Something about some brothers who started a lorry firm.
Then built it into a huge company and defrauded someone.
Maybe the Inland Revenue.
Like most creatives, anything to do with numbers puts me to sleep.
But I struggled to concentrate.
I decided to treat it like getting briefed on an ad campaign.
So I got a foolscap pad and made tons of notes.
For two weeks I wrote down every detail of the case.
Times, dates, motives, things that didn’t add up, inconsistencies in testimony.
Eventually I was clear about what I’d say in the jury room.
The person being tried was charged with 11 counts of fraud.
I could prove that he was guilty of 7 charges and innocent of 4.
But just before we retired to consider our verdict the judge stopped the case.
He conferred with both councils.
Then he addressed the jury.
He said “The defendant has decided to plead guilty to 4 counts of fraud and we have decided to drop the other 7.”
And we were dismissed without even discussing it.
I was gobsmacked.
The 4 charges he’d pleaded guilty to were the ones I had him down as innocent of.
And the 7 charges they’d dropped were the ones I had him down as guilty of.
So where does that leave us?
Either it proves the jury system is fallible.
Or it proves I’m not the ideal person to sit on juries.
I thought of that recently when we were judging the D&AD Black Pencil awards.

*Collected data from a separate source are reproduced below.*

//! Parsed document content and the page resolver.
//!
//! A [`ParsedDocument`] is the ordered list of [`ContentElement`]s for one source
//! document: page-ascending, and within a page in the order the page element
//! builder produced them (words, then tables, then one figure marker). It is built
//! once by [`ParsedDocument::assemble`] and read-only afterwards.
//!
//! The same structure is the first output artifact, serialized as
//! `{"content": [...]}` with each element's `type` tag first.

use super::*;

/// Location metadata attached to paragraph elements.
#[derive(Debug, Clone, Copy, PartialEq, Serialize, Deserialize)]
pub struct ParagraphMetadata {
  /// Box of the word on its page
  pub bbox: BoundingBox,
}

/// One unit of extracted page content.
#[derive(Debug, Clone, PartialEq, Serialize, Deserialize)]
#[serde(tag = "type", rename_all = "lowercase")]
pub enum ContentElement {
  /// A single word from the page
  Paragraph {
    /// The word
    text:        String,
    /// 1-based page the word is on
    page_number: u32,
    /// Word location
    metadata:    ParagraphMetadata,
  },
  /// A table with plain-text and HTML renderings
  Table {
    /// Plain-text rendering, see [`Table::to_text`]
    text:        String,
    /// `<table>` rendering of the same cells
    html:        String,
    /// 1-based page the table is on
    page_number: u32,
    /// Always empty
    metadata:    serde_json::Map<String, serde_json::Value>,
  },
  /// The per-page figure marker
  Figure {
    /// Synthetic name, `page_<n>_figure.png`
    image_filename: String,
    /// Text after the first `Figure` or `Fig.` on the page, or empty
    caption:        String,
    /// 1-based page the marker belongs to
    page_number:    u32,
    /// Always empty
    metadata:       serde_json::Map<String, serde_json::Value>,
  },
}

impl ContentElement {
  /// Searchable text of this element. Figure markers have none; their caption is
  /// kept apart from the text the extractors read.
  pub fn text(&self) -> &str {
    match self {
      Self::Paragraph { text, .. } | Self::Table { text, .. } => text,
      Self::Figure { .. } => "",
    }
  }

  /// Page this element belongs to.
  pub fn page_number(&self) -> u32 {
    match self {
      Self::Paragraph { page_number, .. }
      | Self::Table { page_number, .. }
      | Self::Figure { page_number, .. } => *page_number,
    }
  }
}

/// The full ordered content of one source document.
#[derive(Debug, Clone, Default, PartialEq, Serialize, Deserialize)]
pub struct ParsedDocument {
  /// Elements in page order
  pub content: Vec<ContentElement>,
}

impl ParsedDocument {
  /// Builds a document from pages given in page order.
  ///
  /// The first failing page aborts assembly and its error is returned unchanged;
  /// no partial document is produced.
  pub fn assemble<I>(pages: I) -> Result<Self>
  where I: IntoIterator<Item = Result<PageLayout>> {
    let mut content = Vec::new();
    let mut page_count = 0;
    for page in pages {
      let page = page?;
      content.extend(page.elements());
      page_count += 1;
    }
    debug!("Assembled {} elements from {} pages", content.len(), page_count);
    Ok(Self { content })
  }

  /// Parses every page of `parser`, numbering pages from 1.
  pub fn from_parser<P: PageParser + ?Sized>(parser: &P) -> Result<Self> {
    Self::assemble((1..=parser.page_count()).map(|number| parser.page(number)))
  }

  /// Text of all elements joined by single spaces, in content order.
  ///
  /// Figure markers contribute an empty string, so they still add a separator.
  pub fn full_text(&self) -> String {
    self.content.iter().map(ContentElement::text).collect::<Vec<_>>().join(" ")
  }

  /// Page of the first element whose text contains `fragment` verbatim.
  ///
  /// The match is a case-sensitive substring test over elements in content order;
  /// `None` when no element contains the fragment. This is a linear scan, run once
  /// per distinct reference.
  pub fn find_page(&self, fragment: &str) -> Option<u32> {
    self.content.iter().find(|element| element.text().contains(fragment)).map(ContentElement::page_number)
  }

  /// Number of distinct pages represented in the content.
  pub fn page_count(&self) -> usize {
    self.content.iter().map(ContentElement::page_number).collect::<BTreeSet<_>>().len()
  }

  /// Serializes the document as the parsed-content artifact.
  pub fn to_json(&self) -> Result<String> { Ok(serde_json::to_string_pretty(self)?) }

  /// Reads a parsed-content artifact back.
  pub fn from_json(json: &str) -> Result<Self> { Ok(serde_json::from_str(json)?) }
}

/// Serde adapter storing an optional page as its number, or `-1` when absent.
pub mod page_sentinel {
  use serde::{Deserialize, Deserializer, Serializer};

  /// Page value meaning "fragment not located in any element".
  pub const NOT_LOCATED: i64 = -1;

  /// Writes `None` as [`NOT_LOCATED`].
  pub fn serialize<S: Serializer>(page: &Option<u32>, serializer: S) -> Result<S::Ok, S::Error> {
    serializer.serialize_i64(page.map_or(NOT_LOCATED, i64::from))
  }

  /// Reads a page number, mapping [`NOT_LOCATED`] to `None` and rejecting other values below 1.
  pub fn deserialize<'de, D: Deserializer<'de>>(deserializer: D) -> Result<Option<u32>, D::Error> {
    let value = i64::deserialize(deserializer)?;
    if value == NOT_LOCATED {
      return Ok(None);
    }
    u32::try_from(value).ok().filter(|page| *page >= 1).map(Some).ok_or_else(|| {
      serde::de::Error::custom(format!("page number must be >= 1 or {NOT_LOCATED}, got {value}"))
    })
  }
}

#[cfg(test)]
mod tests {
  use super::*;

  fn word(text: &str) -> Word { Word::new(text, BoundingBox::new(0.0, 0.0, 10.0, 10.0)) }

  fn sample() -> ParsedDocument {
    ParsedDocument::assemble(vec![
      Ok(PageLayout::new(1).with_word(word("Agreement")).with_word(word("dated"))),
      Ok(PageLayout::new(2).with_table(Table::new(vec![vec!["Clause 4.2".into(), "Fees".into()]]))),
      Ok(PageLayout::new(3).with_word(word("Signed:JohnSmith")).with_text("Fig 1 Signature")),
    ])
    .unwrap()
  }

  #[test]
  fn test_assemble_orders_pages() {
    let doc = sample();
    let pages: Vec<u32> = doc.content.iter().map(ContentElement::page_number).collect();
    assert_eq!(pages, vec![1, 1, 1, 2, 2, 3, 3]);
    assert_eq!(doc.page_count(), 3);
  }

  #[test]
  fn test_assemble_fails_whole_document() {
    let result = ParsedDocument::assemble(vec![
      Ok(PageLayout::new(1).with_word(word("ok"))),
      Err(LexmetaError::PageNotFound(2)),
      Ok(PageLayout::new(3)),
    ]);
    assert!(matches!(result, Err(LexmetaError::PageNotFound(2))));
  }

  #[test]
  fn test_zero_pages() {
    let doc = ParsedDocument::assemble(Vec::new()).unwrap();
    assert!(doc.content.is_empty());
    assert_eq!(doc.full_text(), "");
  }

  #[test]
  fn test_full_text_keeps_figure_separators() {
    let doc = sample();
    assert_eq!(doc.full_text(), "Agreement dated  Clause 4.2 | Fees  Signed:JohnSmith ");
  }

  #[test]
  fn test_find_page() {
    let doc = sample();
    assert_eq!(doc.find_page("Agreement"), Some(1));
    assert_eq!(doc.find_page("Clause 4.2"), Some(2));
    assert_eq!(doc.find_page("JohnSmith"), Some(3));
    assert_eq!(doc.find_page("agreement"), None);
    assert_eq!(doc.find_page("Signature"), None);
  }

  #[test]
  fn test_json_shape() {
    let doc = ParsedDocument::assemble(vec![Ok(PageLayout::new(1).with_word(word("Hi")))]).unwrap();
    let value: serde_json::Value = serde_json::from_str(&doc.to_json().unwrap()).unwrap();
    assert_eq!(value["content"][0]["type"], "paragraph");
    assert_eq!(value["content"][0]["text"], "Hi");
    assert_eq!(value["content"][0]["metadata"]["bbox"], serde_json::json!([0.0, 0.0, 10.0, 10.0]));
    assert_eq!(value["content"][1]["type"], "figure");
    assert_eq!(value["content"][1]["image_filename"], "page_1.png");
    assert!(value["content"][1].get("text").is_none());
  }

  #[test]
  fn test_round_trip() {
    let doc = sample();
    assert_eq!(ParsedDocument::from_json(&doc.to_json().unwrap()).unwrap(), doc);
  }

  #[derive(Debug, PartialEq, Serialize, Deserialize)]
  struct Located {
    #[serde(with = "page_sentinel")]
    page_number: Option<u32>,
  }

  #[test]
  fn test_page_sentinel() {
    assert_eq!(serde_json::to_string(&Located { page_number: None }).unwrap(), r#"{"page_number":-1}"#);
    assert_eq!(serde_json::to_string(&Located { page_number: Some(3) }).unwrap(), r#"{"page_number":3}"#);
    let parsed: Located = serde_json::from_str(r#"{"page_number":-1}"#).unwrap();
    assert_eq!(parsed.page_number, None);
    assert!(serde_json::from_str::<Located>(r#"{"page_number":0}"#).is_err());
    assert!(serde_json::from_str::<Located>(r#"{"page_number":-7}"#).is_err());
  }
}
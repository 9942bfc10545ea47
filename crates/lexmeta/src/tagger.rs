//! Entity tagging.
//!
//! The person extractor never looks for names itself; it asks an [`EntityTagger`]
//! to label spans of text and keeps the ones labelled [`EntityLabel::Person`].
//! A statistical model can be plugged in behind the trait. The taggers shipped
//! here are deterministic:
//!
//! - [`GazetteerTagger`] labels known names wherever they occur verbatim.
//! - [`HonorificTagger`] labels capitalised names that follow "Mr.", "Dr" and the like.
//! - [`ChainTagger`] runs several taggers and merges their spans in text order.
//!
//! A tagger is built once per process and shared read-only as a [`SharedTagger`].
//!
//! # Examples
//!
//! ```
//! use lexmeta::tagger::{EntityLabel, EntityTagger, GazetteerTagger};
//!
//! let tagger = GazetteerTagger::new(["John Smith"]);
//! let spans = tagger.tag("Approved by John Smith on site.");
//! assert_eq!(spans.len(), 1);
//! assert_eq!(spans[0].text, "John Smith");
//! assert_eq!(spans[0].label, EntityLabel::Person);
//! ```

use std::fmt;

use super::*;

/// Category assigned to a tagged span.
#[derive(Debug, Clone, PartialEq, Eq, Hash)]
pub enum EntityLabel {
  /// A named person
  Person,
  /// A company, agency or institution
  Organization,
  /// Any other label a tagger may produce, kept verbatim
  Other(String),
}

impl fmt::Display for EntityLabel {
  fn fmt(&self, f: &mut fmt::Formatter<'_>) -> fmt::Result {
    match self {
      Self::Person => write!(f, "PERSON"),
      Self::Organization => write!(f, "ORG"),
      Self::Other(label) => write!(f, "{label}"),
    }
  }
}

impl From<&str> for EntityLabel {
  fn from(label: &str) -> Self {
    match label {
      "PERSON" => Self::Person,
      "ORG" => Self::Organization,
      other => Self::Other(other.to_string()),
    }
  }
}

/// A labelled span of text.
#[derive(Debug, Clone, PartialEq)]
pub struct EntitySpan {
  /// Surface text of the span
  pub text:   String,
  /// Category the tagger assigned
  pub label:  EntityLabel,
  /// Byte offset of the span in the tagged text
  pub offset: usize,
}

impl EntitySpan {
  /// Creates a span starting at byte `offset`.
  pub fn new(text: impl Into<String>, label: EntityLabel, offset: usize) -> Self {
    Self { text: text.into(), label, offset }
  }
}

/// Labels spans of text with semantic categories.
pub trait EntityTagger: Send + Sync {
  /// Returns the labelled spans found in `text`, in text order.
  fn tag(&self, text: &str) -> Vec<EntitySpan>;
}

/// Process-wide tagger handle, shared read-only across documents and threads.
pub type SharedTagger = Arc<dyn EntityTagger>;

/// Builds the tagger described by `config`.
pub fn build_tagger(config: &TaggerConfig) -> SharedTagger {
  let mut chain = ChainTagger::default();
  if !config.gazetteer.is_empty() {
    chain = chain.with(GazetteerTagger::new(config.gazetteer.iter().cloned()));
  }
  if config.honorifics {
    chain = chain.with(HonorificTagger);
  }
  debug!("Built entity tagger with {} stage(s)", chain.taggers.len());
  Arc::new(chain)
}

/// Tags every verbatim occurrence of a known name as a person.
#[derive(Debug, Clone, Default)]
pub struct GazetteerTagger {
  names: Vec<String>,
}

impl GazetteerTagger {
  /// Creates a tagger for the given names. Blank names are ignored.
  pub fn new<I, S>(names: I) -> Self
  where
    I: IntoIterator<Item = S>,
    S: Into<String>, {
    let mut names: Vec<String> =
      names.into_iter().map(Into::into).filter(|name: &String| !name.trim().is_empty()).collect();
    // Longest first, so "John Smith Jr" wins over "John Smith" at the same offset.
    names.sort_by(|a, b| b.len().cmp(&a.len()));
    Self { names }
  }
}

impl EntityTagger for GazetteerTagger {
  fn tag(&self, text: &str) -> Vec<EntitySpan> {
    let mut spans: Vec<EntitySpan> = Vec::new();
    let mut covered_until = 0;
    let mut candidates: Vec<(usize, &str)> = self
      .names
      .iter()
      .flat_map(|name| text.match_indices(name.as_str()).map(|(offset, _)| (offset, name.as_str())))
      .collect();
    candidates.sort_by_key(|(offset, name)| (*offset, std::cmp::Reverse(name.len())));

    for (offset, name) in candidates {
      if offset < covered_until {
        continue;
      }
      covered_until = offset + name.len();
      spans.push(EntitySpan::new(name, EntityLabel::Person, offset));
    }
    spans
  }
}

/// Tags capitalised names introduced by an honorific as persons.
///
/// "Mr. John Smith" yields the span "John Smith"; the honorific is not included.
#[derive(Debug, Clone, Copy, Default)]
pub struct HonorificTagger;

impl EntityTagger for HonorificTagger {
  fn tag(&self, text: &str) -> Vec<EntitySpan> {
    lazy_static! {
      static ref HONORIFIC_NAME: Regex = Regex::new(
        r"\b(?:Mr|Mrs|Ms|Miss|Dr|Prof|Eng|Sir)\.?[ \t]+((?:[A-Z][a-z]+|[A-Z]\.)(?:[ \t]+(?:[A-Z][a-z]+|[A-Z]\.))*)"
      )
      .unwrap();
    }

    HONORIFIC_NAME
      .captures_iter(text)
      .filter_map(|caps| caps.get(1))
      .map(|name| EntitySpan::new(name.as_str(), EntityLabel::Person, name.start()))
      .collect()
  }
}

/// Runs several taggers over the same text and merges their spans by offset.
#[derive(Default)]
pub struct ChainTagger {
  taggers: Vec<Box<dyn EntityTagger>>,
}

impl ChainTagger {
  /// Appends a tagger to the chain.
  pub fn with(mut self, tagger: impl EntityTagger + 'static) -> Self {
    self.taggers.push(Box::new(tagger));
    self
  }
}

impl EntityTagger for ChainTagger {
  fn tag(&self, text: &str) -> Vec<EntitySpan> {
    let mut spans: Vec<EntitySpan> = self.taggers.iter().flat_map(|tagger| tagger.tag(text)).collect();
    // Stable, so earlier stages win ties.
    spans.sort_by_key(|span| span.offset);
    spans
  }
}

impl fmt::Debug for ChainTagger {
  fn fmt(&self, f: &mut fmt::Formatter<'_>) -> fmt::Result {
    f.debug_struct("ChainTagger").field("stages", &self.taggers.len()).finish()
  }
}

#[cfg(test)]
mod tests {
  use super::*;

  fn texts(spans: &[EntitySpan]) -> Vec<&str> { spans.iter().map(|s| s.text.as_str()).collect() }

  #[test]
  fn test_label_names() {
    assert_eq!(EntityLabel::Person.to_string(), "PERSON");
    assert_eq!(EntityLabel::from("ORG"), EntityLabel::Organization);
    assert_eq!(EntityLabel::from("GPE"), EntityLabel::Other("GPE".into()));
  }

  #[test]
  fn test_gazetteer_all_occurrences_in_order() {
    let tagger = GazetteerTagger::new(["Jane Roe", "John Smith"]);
    let spans = tagger.tag("John Smith met Jane Roe; John Smith signed.");
    assert_eq!(texts(&spans), vec!["John Smith", "Jane Roe", "John Smith"]);
    assert_eq!(spans[1].offset, 15);
    assert!(spans.iter().all(|s| s.label == EntityLabel::Person));
  }

  #[test]
  fn test_gazetteer_prefers_longest() {
    let tagger = GazetteerTagger::new(["John Smith", "John Smith Jr", " "]);
    let spans = tagger.tag("Witness: John Smith Jr");
    assert_eq!(texts(&spans), vec!["John Smith Jr"]);
  }

  #[test]
  fn test_honorific_names() {
    let spans = HonorificTagger.tag("Attention Mr. John Smith and Dr Amal K. Haddad, cc: Mrs Lee.");
    assert_eq!(texts(&spans), vec!["John Smith", "Amal K. Haddad", "Lee"]);
  }

  #[test]
  fn test_honorific_requires_capitalised_name() {
    assert!(HonorificTagger.tag("Mr. smith and Dr. 5").is_empty());
    assert!(HonorificTagger.tag("Drainage works").is_empty());
  }

  #[test]
  fn test_chain_merges_by_offset() {
    let chain = ChainTagger::default().with(GazetteerTagger::new(["Jane Roe"])).with(HonorificTagger);
    let spans = chain.tag("Mr. Adam West and Jane Roe");
    assert_eq!(texts(&spans), vec!["Adam West", "Jane Roe"]);
  }

  #[test]
  fn test_build_from_config() {
    let tagger = build_tagger(&TaggerConfig { gazetteer: vec!["Jane Roe".into()], honorifics: false });
    assert_eq!(texts(&tagger.tag("Mr. Adam West and Jane Roe")), vec!["Jane Roe"]);
  }
}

We spent a day discussing all the ads.
I find awards juries hard, because, usually, what I think is different to everyone else.
I’ve had to learn to lighten up about this.
Every time I feel myself getting wound up I remember being on a Campaign Press Awards jury years ago.
Tony Brignul and I were discussing the BMW press campaign.
Six double-page spreads.
I said “I don’t know if you can give the whole campaign an award. Three of these ads are great but three aren’t.”
Tony said “I know what you mean. Three are wonderful but three are anything but wonderful.”
I said “Yes, three are really powerful, but three are just deadly dull.”
Tony said “Yes, three are well thought out and crafted, while three are just trivial and flashy.”
It went on like that for ten minutes.
Eventually we realised we were each talking the three opposite ads.
The three I loved he hated.
The three he loved I hated.
So I think the main thing to remember about awards is that they’re not a fact.
They’re only other people’s opinions.
One year, Jeremy Sinclair strongly disagreed with pretty much everything that won a D&AD award.
He wrote in the annual “The verdict is in, and I find the jury guilty.”